It depends on your business. You can develop, publish and distribute useful content by

  • Keeping people informed
  • Educating people
  • Making them laugh or making them feel sentimental
  • Reviewing products and services for them
  • Providing them privileged information

Basically, providing them something they value, something that they don’t mind getting access to or being delivered on an ongoing basis.

This, is what valuable content is.

What is content marketing according to renowned marketers?

Content marketing is the marketing and business process for creating and distributing relevant and valuable content to attract, acquire, and engage a clearly-defined and understood target audience – with the objective of driving profitable customer action.

~ Content Marketing Institute

what is content marketing – content marketing Institute

Content marketing is the process of developing and sharing relevant, valuable, and engaging content to target audience with the goal of acquiring new customers or increasing business from existing customers.

~ Amanda Maksymiw

what is content marketing – Amanda Maksymiw

Content marketing is a device used by companies to educate, inform or entertain customers or prospects by creating attention or causing behavior that results in leads, sales or advocacy.

~ Jay Baer

what is content marketing – Jay Baer

Content Marketing is anything a company creates and shares to tell their story. It is conversational, human and doesn’t try to constantly sell to you.

~ Ann Handley

what is content marketing – Ann Handley

Content marketing is, creating a following of dedicated audience through providing valuable, timely and relevant content to people over a long period of time, so that they begin to trust you and want to do business with you on their own.

~ Amrit Hallan

what is content marketing – Amrit Hallan

Why content marketing works better than traditional marketing?

Traditional marketing, as you already know, is one-way. You’re constantly telling people to do business with you whether at that time, they want to do business with you or not. The traditional marketing doesn’t care whether people want to hear from you or not.

traditional marketing doesn't care

Traditional marketing uses channels that have already been built. The entire process is unscientific. People come across your marketing message when they are least expecting it or even when they are feeling hostile towards it.

Content marketing on the other hand, allows you to build your own broadcasting channel. When you develop and publish useful content, people seek you out to access that content on their own. You don’t have to advertise.
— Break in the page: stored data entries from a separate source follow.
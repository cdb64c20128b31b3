// Provider registry: maps a country code to the legacy registry service that
// answers for it. Built once at startup and read-only afterwards.

use std::{collections::HashMap, time::Duration};

use reqwest::Client;
use thiserror::Error;
use tracing::{debug, warn};
use url::Url;

// Worst-case wait on a provider before the cache fallback engages.
pub const DEFAULT_UPSTREAM_TIMEOUT: Duration = Duration::from_millis(500);

#[derive(Error, Debug)]
pub enum ProviderError {
    #[error("entry {0:?} is not in the form code=url")]
    MissingSeparator(String),

    #[error("entry {0:?} has an empty country code")]
    EmptyCountryCode(String),

    #[error("invalid provider url {url:?}: {source}")]
    InvalidUrl {
        url: String,
        #[source]
        source: url::ParseError,
    },

    #[error("provider url {0:?} has no host")]
    MissingHost(String),

    #[error("provider url {0:?} cannot carry a path")]
    CannotBeABase(String),

    #[error("failed to build outbound client: {0}")]
    ClientBuild(#[from] reqwest::Error),
}

#[derive(Debug, Clone)]
pub struct RegistryConfig {
    pub upstream_timeout: Duration,
}

impl Default for RegistryConfig {
    fn default() -> Self {
        Self {
            upstream_timeout: DEFAULT_UPSTREAM_TIMEOUT,
        }
    }
}

/// An upstream legacy registry bound to one country code.
#[derive(Debug, Clone)]
pub struct Provider {
    country_code: String,
    base_url: Url,
    client: Client,
}

impl Provider {
    /// Parses a single `code=url` entry. The url must be absolute, with a
    /// scheme and a non-empty host.
    pub fn parse(entry: &str, config: &RegistryConfig) -> Result<Self, ProviderError> {
        let (code, raw_url) = entry
            .split_once('=')
            .ok_or_else(|| ProviderError::MissingSeparator(entry.to_string()))?;

        let code = code.trim();
        if code.is_empty() {
            return Err(ProviderError::EmptyCountryCode(entry.to_string()));
        }

        let base_url = parse_base_url(raw_url.trim())?;

        let client = Client::builder()
            .timeout(config.upstream_timeout)
            .build()?;

        Ok(Self {
            country_code: code.to_string(),
            base_url,
            client,
        })
    }

    pub fn country_code(&self) -> &str {
        &self.country_code
    }

    pub fn base_url(&self) -> &Url {
        &self.base_url
    }

    pub fn client(&self) -> &Client {
        &self.client
    }

    /// `{base_url}/companies/{company_id}`, built on a copy so the stored
    /// base url never changes.
    pub fn company_url(&self, company_id: &str) -> Result<Url, ProviderError> {
        let mut url = self.base_url.clone();

        url.path_segments_mut()
            .map_err(|_| ProviderError::CannotBeABase(self.base_url.to_string()))?
            .pop_if_empty()
            .push("companies")
            .push(company_id);

        Ok(url)
    }
}

fn parse_base_url(raw: &str) -> Result<Url, ProviderError> {
    let url = Url::parse(raw).map_err(|source| ProviderError::InvalidUrl {
        url: raw.to_string(),
        source,
    })?;

    match url.host_str() {
        Some(host) if !host.is_empty() => {}
        _ => return Err(ProviderError::MissingHost(raw.to_string())),
    }

    if url.cannot_be_a_base() {
        return Err(ProviderError::CannotBeABase(raw.to_string()));
    }

    Ok(url)
}

#[derive(Debug, Clone, Default)]
pub struct ProviderRegistry {
    providers: HashMap<String, Provider>,
}

impl ProviderRegistry {
    /// Builds the registry from `code=url` entries. Malformed entries are
    /// logged and skipped; on duplicate codes the last valid entry wins.
    pub fn build<I, S>(entries: I, config: &RegistryConfig) -> Self
    where
        I: IntoIterator<Item = S>,
        S: AsRef<str>,
    {
        let mut providers = HashMap::new();

        for entry in entries {
            let entry = entry.as_ref();

            match Provider::parse(entry, config) {
                Ok(provider) => {
                    debug!(
                        country_code = provider.country_code(),
                        base_url = %provider.base_url(),
                        "registered provider"
                    );
                    providers.insert(provider.country_code.clone(), provider);
                }
                Err(e) => warn!(entry, error = %e, "skipping provider entry"),
            }
        }

        Self { providers }
    }

    pub fn lookup(&self, country_code: &str) -> Option<&Provider> {
        self.providers.get(country_code)
    }

    pub fn len(&self) -> usize {
        self.providers.len()
    }

    pub fn is_empty(&self) -> bool {
        self.providers.is_empty()
    }

    pub fn country_codes(&self) -> impl Iterator<Item = &str> {
        self.providers.keys().map(String::as_str)
    }
}
// HTTP surface: routing, the required query parameter gate, health endpoint and
// the serve loop.

use std::net::SocketAddr;

use anyhow::Context;
use axum::{
    extract::Request,
    http::StatusCode,
    middleware::{self, Next},
    response::{IntoResponse, Response},
    routing::get,
    Router,
};
use tokio::net::TcpListener;
use tower::Layer;
use tower_http::{
    catch_panic::CatchPanicLayer,
    normalize_path::{NormalizePath, NormalizePathLayer},
    trace::TraceLayer,
};
use tracing::{debug, info};

use crate::handler::{company_route, CompanyLookupHandler, CompanyQuery};

pub const COMPANY_ID: &str = "id";
pub const COUNTRY_CODE: &str = "county_iso";

// First non-empty value of `name` in a raw query string.
fn query_param(query: &str, name: &str) -> Option<String> {
    url::form_urlencoded::parse(query.as_bytes())
        .find(|(key, _)| key == name)
        .map(|(_, value)| value.into_owned())
        .filter(|value| !value.is_empty())
}

/// Rejects requests missing `id` or `county_iso` with 404 and hands the
/// validated values to the handler through the request extensions.
pub async fn require_company_query(mut request: Request, next: Next) -> Response {
    let query = request.uri().query().unwrap_or_default();

    let company_id = query_param(query, COMPANY_ID);
    let country_code = query_param(query, COUNTRY_CODE);

    match (company_id, country_code) {
        (Some(company_id), Some(country_code)) => {
            request.extensions_mut().insert(CompanyQuery {
                company_id,
                country_code,
            });
            next.run(request).await
        }
        _ => {
            debug!(uri = %request.uri(), "missing required query parameters");
            StatusCode::NOT_FOUND.into_response()
        }
    }
}

async fn status() -> StatusCode {
    StatusCode::OK
}

pub fn router(handler: CompanyLookupHandler) -> Router {
    let company = Router::new()
        .route("/company", get(company_route))
        .route_layer(middleware::from_fn(require_company_query));

    Router::new()
        .route("/status", get(status))
        .merge(company)
        .layer(TraceLayer::new_for_http())
        .layer(CatchPanicLayer::new())
        .with_state(handler)
}

/// The router with trailing slashes stripped before routing.
pub fn app(handler: CompanyLookupHandler) -> NormalizePath<Router> {
    NormalizePathLayer::trim_trailing_slash().layer(router(handler))
}

pub async fn serve(addr: SocketAddr, handler: CompanyLookupHandler) -> anyhow::Result<()> {
    let listener = TcpListener::bind(addr)
        .await
        .with_context(|| format!("failed to bind {addr}"))?;
    info!(%addr, "company gateway listening");

    axum::serve(
        listener,
        axum::ServiceExt::<Request>::into_make_service(app(handler)),
    )
    .with_graceful_shutdown(shutdown_signal())
    .await
    .context("server error")?;

    info!("company gateway stopped");
    Ok(())
}

async fn shutdown_signal() {
    if let Err(e) = tokio::signal::ctrl_c().await {
        tracing::error!(error = %e, "failed to listen for shutdown signal");
        std::future::pending::<()>().await;
    }
}

#[cfg(test)]
mod tests {
    use super::*;

    #[test]
    fn test_query_param() {
        let query = "id=v1&county_iso=us&id=v2";

        assert_eq!(query_param(query, COMPANY_ID), Some("v1".to_string()));
        assert_eq!(query_param(query, COUNTRY_CODE), Some("us".to_string()));
        assert_eq!(query_param(query, "missing"), None);
        assert_eq!(query_param("id=&county_iso=us", COMPANY_ID), None);
        assert_eq!(
            query_param("id=acme%20ltd", COMPANY_ID),
            Some("acme ltd".to_string())
        );
    }
}
use once_cell::sync::Lazy;
use serde::Serialize;
use std::collections::HashMap;

/// One supported city or county. The table is fixed configuration data,
/// loaded once and never mutated.
#[derive(Debug, Clone, Copy, Serialize)]
pub struct Location {
    pub id: &'static str,
    pub province: &'static str,
    pub city: &'static str,
    pub latitude: f64,
    pub longitude: f64,
}

const PROVINCE: &str = "江西省";

// (id, city, latitude, longitude) — ids are lowercase and unique.
const CATALOG: &[(&str, &str, f64, f64)] = &[
    ("nanchang", "南昌市", 28.682, 115.858),
    ("nanchang_donghu", "东湖区", 28.691, 115.899),
    ("nanchang_xihu", "西湖区", 28.656, 115.877),
    ("nanchang_qingyunpu", "青云谱区", 28.626, 115.915),
    ("nanchang_honggutan", "红谷滩区", 28.705, 115.823),
    ("nanchang_qingshanhu", "青山湖区", 28.704, 115.959),
    ("nanchang_xinjian", "新建区", 28.872, 115.820),
    ("nanchang_nanchangxian", "南昌县", 28.542, 115.942),
    ("nanchang_anyi", "安义县", 28.837, 115.553),
    ("nanchang_jinxian", "进贤县", 28.365, 116.268),
    ("jingdezhen", "景德镇市", 29.268, 117.201),
    ("jingdezhen_changjiang", "昌江区", 29.267, 117.205),
    ("jingdezhen_zhushan", "珠山区", 29.303, 117.214),
    ("jingdezhen_fuliang", "浮梁县", 29.711, 117.214),
    ("jingdezhen_leping", "乐平市", 28.979, 117.129),
    ("pingxiang", "萍乡市", 27.628, 113.854),
    ("pingxiang_anyuan", "安源区", 27.625, 113.883),
    ("pingxiang_xiangdong", "湘东区", 27.639, 113.732),
    ("pingxiang_lianhua", "莲花县", 27.128, 113.959),
    ("pingxiang_shangli", "上栗县", 27.877, 113.795),
    ("pingxiang_luxi", "芦溪县", 27.628, 114.041),
    ("jiujiang", "九江市", 29.707, 116.002),
    ("jiujiang_lianxi", "濂溪区", 29.672, 116.007),
    ("jiujiang_xunyang", "浔阳区", 29.734, 115.988),
    ("jiujiang_chaishang", "柴桑区", 29.608, 115.915),
    ("jiujiang_wuning", "武宁县", 29.267, 115.103),
    ("jiujiang_xiushui", "修水县", 29.024, 114.573),
    ("jiujiang_yongxiu", "永修县", 29.019, 115.823),
    ("jiujiang_dean", "德安县", 29.327, 115.762),
    ("jiujiang_duchang", "都昌县", 29.274, 116.189),
    ("jiujiang_hukou", "湖口县", 29.738, 116.244),
    ("jiujiang_pengze", "彭泽县", 29.896, 116.548),
    ("jiujiang_ruichang", "瑞昌市", 29.676, 115.674),
    ("jiujiang_gongqing", "共青城市", 29.248, 115.805),
    ("jiujiang_lushan", "庐山市", 29.456, 116.045),
    ("xinyu", "新余市", 27.817, 114.917),
    ("xinyu_yushui", "渝水区", 27.801, 114.938),
    ("xinyu_fenyi", "分宜县", 27.813, 114.668),
    ("yingtan", "鹰潭市", 28.241, 117.071),
    ("yingtan_yuehu", "月湖区", 28.239, 117.034),
    ("yingtan_yujiang", "余江区", 28.207, 116.837),
    ("yingtan_guixi", "贵溪市", 28.292, 117.214),
    ("ganzhou", "赣州市", 25.831, 114.940),
    ("ganzhou_zhanggong", "章贡区", 25.856, 114.938),
    ("ganzhou_nankang", "南康区", 25.654, 114.765),
    ("ganzhou_ganxian", "赣县区", 25.862, 115.018),
    ("ganzhou_xinfeng", "信丰县", 25.386, 114.934),
    ("ganzhou_dayu", "大余县", 25.395, 114.356),
    ("ganzhou_shangyou", "上犹县", 25.793, 114.540),
    ("ganzhou_chongyi", "崇义县", 25.681, 114.307),
    ("ganzhou_anyuan", "安远县", 25.135, 115.392),
    ("ganzhou_longnan", "龙南市", 24.912, 114.792),
    ("ganzhou_dingnan", "定南县", 24.784, 115.028),
    ("ganzhou_quannan", "全南县", 24.742, 114.531),
    ("ganzhou_ningdu", "宁都县", 26.477, 116.017),
    ("ganzhou_yudu", "于都县", 25.955, 115.417),
    ("ganzhou_xingguo", "兴国县", 26.321, 115.363),
    ("ganzhou_huichang", "会昌县", 25.600, 115.791),
    ("ganzhou_xunwu", "寻乌县", 24.960, 115.651),
    ("ganzhou_shicheng", "石城县", 26.326, 116.344),
    ("ganzhou_ruijin", "瑞金市", 25.885, 116.028),
    ("jian", "吉安市", 27.117, 114.971),
    ("jian_jizhou", "吉州区", 27.117, 114.993),
    ("jian_qingyuan", "青原区", 27.097, 114.962),
    ("jian_jianxian", "吉安县", 27.041, 114.907),
    ("jian_jishui", "吉水县", 27.213, 115.134),
    ("jian_xiajiang", "峡江县", 27.582, 115.322),
    ("jian_xingan", "新干县", 27.740, 115.399),
    ("jian_yongfeng", "永丰县", 27.317, 115.435),
    ("jian_taihe", "泰和县", 26.806, 114.909),
    ("jian_suichuan", "遂川县", 26.323, 114.516),
    ("jian_wanan", "万安县", 26.458, 114.786),
    ("jian_anfu", "安福县", 27.393, 114.620),
    ("jian_yongxin", "永新县", 26.944, 114.240),
    ("jian_jinggangshan", "井冈山市", 26.570, 114.165),
    ("yichun", "宜春市", 27.804, 114.383),
    ("yichun_yuanzhou", "袁州区", 27.809, 114.389),
    ("yichun_fengxin", "奉新县", 28.688, 115.389),
    ("yichun_wanzai", "万载县", 28.105, 114.444),
    ("yichun_shanggao", "上高县", 28.238, 114.933),
    ("yichun_yifeng", "宜丰县", 28.394, 114.787),
    ("yichun_jingan", "靖安县", 28.861, 115.361),
    ("yichun_tonggu", "铜鼓县", 28.525, 114.370),
    ("yichun_fengcheng", "丰城市", 28.159, 115.771),
    ("yichun_zhangshu", "樟树市", 28.055, 115.546),
    ("yichun_gaoan", "高安市", 28.420, 115.372),
    ("fuzhou", "抚州市", 27.951, 116.358),
    ("fuzhou_linchuan", "临川区", 27.946, 116.311),
    ("fuzhou_dongxiang", "东乡区", 28.236, 116.603),
    ("fuzhou_nancheng", "南城县", 27.558, 116.638),
    ("fuzhou_lichuan", "黎川县", 27.282, 116.907),
    ("fuzhou_nanfeng", "南丰县", 27.219, 116.531),
    ("fuzhou_chongren", "崇仁县", 27.760, 116.059),
    ("fuzhou_lean", "乐安县", 27.428, 115.830),
    ("fuzhou_yihuang", "宜黄县", 27.546, 116.236),
    ("fuzhou_jinxi", "金溪县", 27.918, 116.756),
    ("fuzhou_zixi", "资溪县", 27.706, 117.061),
    ("fuzhou_guangchang", "广昌县", 26.838, 116.335),
    ("shangrao", "上饶市", 28.444, 117.963),
    ("shangrao_xinzhou", "信州区", 28.431, 117.971),
    ("shangrao_guangfeng", "广丰区", 28.437, 118.196),
    ("shangrao_guangxin", "广信区", 28.448, 117.906),
    ("shangrao_yushan", "玉山县", 28.682, 118.244),
    ("shangrao_qianshan", "铅山县", 28.315, 117.711),
    ("shangrao_hengfeng", "横峰县", 28.407, 117.596),
    ("shangrao_yiyang", "弋阳县", 28.395, 117.449),
    ("shangrao_yugan", "余干县", 28.700, 116.695),
    ("shangrao_poyang", "鄱阳县", 29.008, 116.695),
    ("shangrao_wannian", "万年县", 28.707, 117.066),
    ("shangrao_wuyuan", "婺源县", 29.247, 117.861),
    ("shangrao_dexing", "德兴市", 28.947, 117.578),
];

static LOCATIONS: Lazy<Vec<Location>> = Lazy::new(|| {
    CATALOG
        .iter()
        .map(|&(id, city, latitude, longitude)| Location {
            id,
            province: PROVINCE,
            city,
            latitude,
            longitude,
        })
        .collect()
});

static BY_ID: Lazy<HashMap<&'static str, &'static Location>> =
    Lazy::new(|| LOCATIONS.iter().map(|loc| (loc.id, loc)).collect());

/// Every catalog entry, stably sorted by (province, city) for display.
pub fn all_locations() -> Vec<&'static Location> {
    let mut locations: Vec<&'static Location> = LOCATIONS.iter().collect();
    locations.sort_by_key(|loc| (loc.province, loc.city));
    locations
}

/// Case-insensitive exact-match lookup. Empty input is a miss, not an error.
pub fn find_by_id(id: &str) -> Option<&'static Location> {
    if id.is_empty() {
        return None;
    }
    BY_ID.get(id.to_lowercase().as_str()).copied()
}

#[cfg(test)]
mod tests {
    use super::*;

    #[test]
    fn finds_known_id() {
        let location = find_by_id("nanchang").unwrap();
        assert_eq!(location.province, "江西省");
        assert_eq!(location.city, "南昌市");
        assert!((location.latitude - 28.682).abs() < 1e-9);
    }

    #[test]
    fn lookup_is_case_insensitive() {
        let lower = find_by_id("jiujiang_lushan").unwrap();
        let upper = find_by_id("Jiujiang_Lushan").unwrap();
        assert_eq!(lower.id, upper.id);
    }

    #[test]
    fn unknown_and_empty_ids_are_misses() {
        assert!(find_by_id("not_a_real_place").is_none());
        assert!(find_by_id("").is_none());
        assert!(find_by_id("nanchang ").is_none());
    }

    #[test]
    fn ids_are_unique() {
        assert_eq!(BY_ID.len(), CATALOG.len());
    }

    #[test]
    fn all_locations_sorted_by_province_and_city() {
        let locations = all_locations();
        assert_eq!(locations.len(), CATALOG.len());
        for pair in locations.windows(2) {
            assert!((pair[0].province, pair[0].city) <= (pair[1].province, pair[1].city));
        }
    }
}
People come to your website or the platform you use to publish your content, on their own.

when you develop and publish useful content

By developing, publishing and distributing useful content on a prolonged basis, you develop a loyal audience of people who look forward to hearing from you.

You, your business name, or your brand, becomes familiar to them and they begin to trust you because of the non-stop value you deliver.

After you have successfully implemented your content marketing strategy, there are two ways people will do business with you:

  1. Scenario 1: They need what you provide and they know you provide it and since they already know you and trust you, they approach you rather than someone they don’t know.
  2. Scenario 2: You tell them what you provide and if and when they need it, they are going to get it from you rather than someone they don’t know.

So, the basic purpose of Content Marketing is, to be present in people’s lives in such a manner that you provide value to them on an ongoing basis while making sure they always remember what business you are in.

Once you have created such presence its positive impact is long-lasting.

10 facts about content marketing people are constantly getting wrong

Wrong facts about content marketing

The good thing is that more and more businesses are understanding and recognising the power of content marketing. The bad news is, most of them don’t really understand what content marketing is and they are constantly running behind quick fixes. The presumed facts about content marketing, if not totally wrong, are not what they should be, and consequently, when business owners and entrepreneurs don’t see any positive results, they get disenchanted and worse, also start discouraging others from pursuing content marketing.

The thing is, if you are barking up the wrong tree is it the fault of the tree or your judgement? Obviously your judgement.

Listed below are 10 facts about content marketing people are constantly getting wrong.

1. Content marketing means improving your SEO

Most of the businesses want to publish lots of content because they want to improve their SEO. Trying to improve your SEO is not a bad thing but if you are using content marketing for this purpose, it’s an overkill. Content marketing is a complete mechanism, a complete process, of getting people to your website and then turning them into your customers and clients. By simply focusing on your SEO you may improve your search engine rankings and hence also increase organic traffic, but if you don’t focus on your branding, if you don’t get recognised for your quality of content and if you don’t target your audience, all your traffic will go waste.

2. Content marketing shouldn’t cost much

By this I don’t mean it should cost more but many business owners presume that since it is just writing, it shouldn’t cost the way other services (web designing, accounting, programming, etc.) cost. Like any other service, writing, producing, publishing and disseminating content is a real activity and people require expertise to carry it out. It takes years of training to consistently create quality content that remains true to your brand identity. Besides, content marketing isn’t always about writing and publishing content, a major part involves promoting your content and responding to user behaviour.

Just in the morning I come across a website selling “well-written” articles for $ 1.25 per article. At the surface it might seem quite enticing. Just imagine the amount of content you can get for $ 1.25 per article. But have you ever considered why such writers are never hired by businesses that actually make money? Even eHow, a company known to have made millions of dollars through AdSense-supported content, was paying or is paying $ 15 per article. And that’s not even “well-written” content as you may come across on many professional websites.

The point is, when you are looking for a serious, committed and professional content marketing service, extremely low cost (for example, $ 1.25 per article) shouldn’t be the only criteria. Dependability, expertise, writing quality and marketing experience should come as a complete package.

3. Content marketing is for big businesses

People are more comfortable with conventional advertising and they are also familiar with the way it works. You advertise and people respond to your advertisements. When it comes to content marketing many small businesses think it’s a fuzzy concept that requires lots of money and involvement. You daily come across questions like “what exactly is content marketing?” But how often do you come across something like “what exactly is advertising?”

Due to lack of awareness many people think that content marketing is for big businesses that can invest lots of money and hire multiple employees to create high-quality content around their brands, publish that content, broadcast it and then generates lots of buzz as well as inbound traffic.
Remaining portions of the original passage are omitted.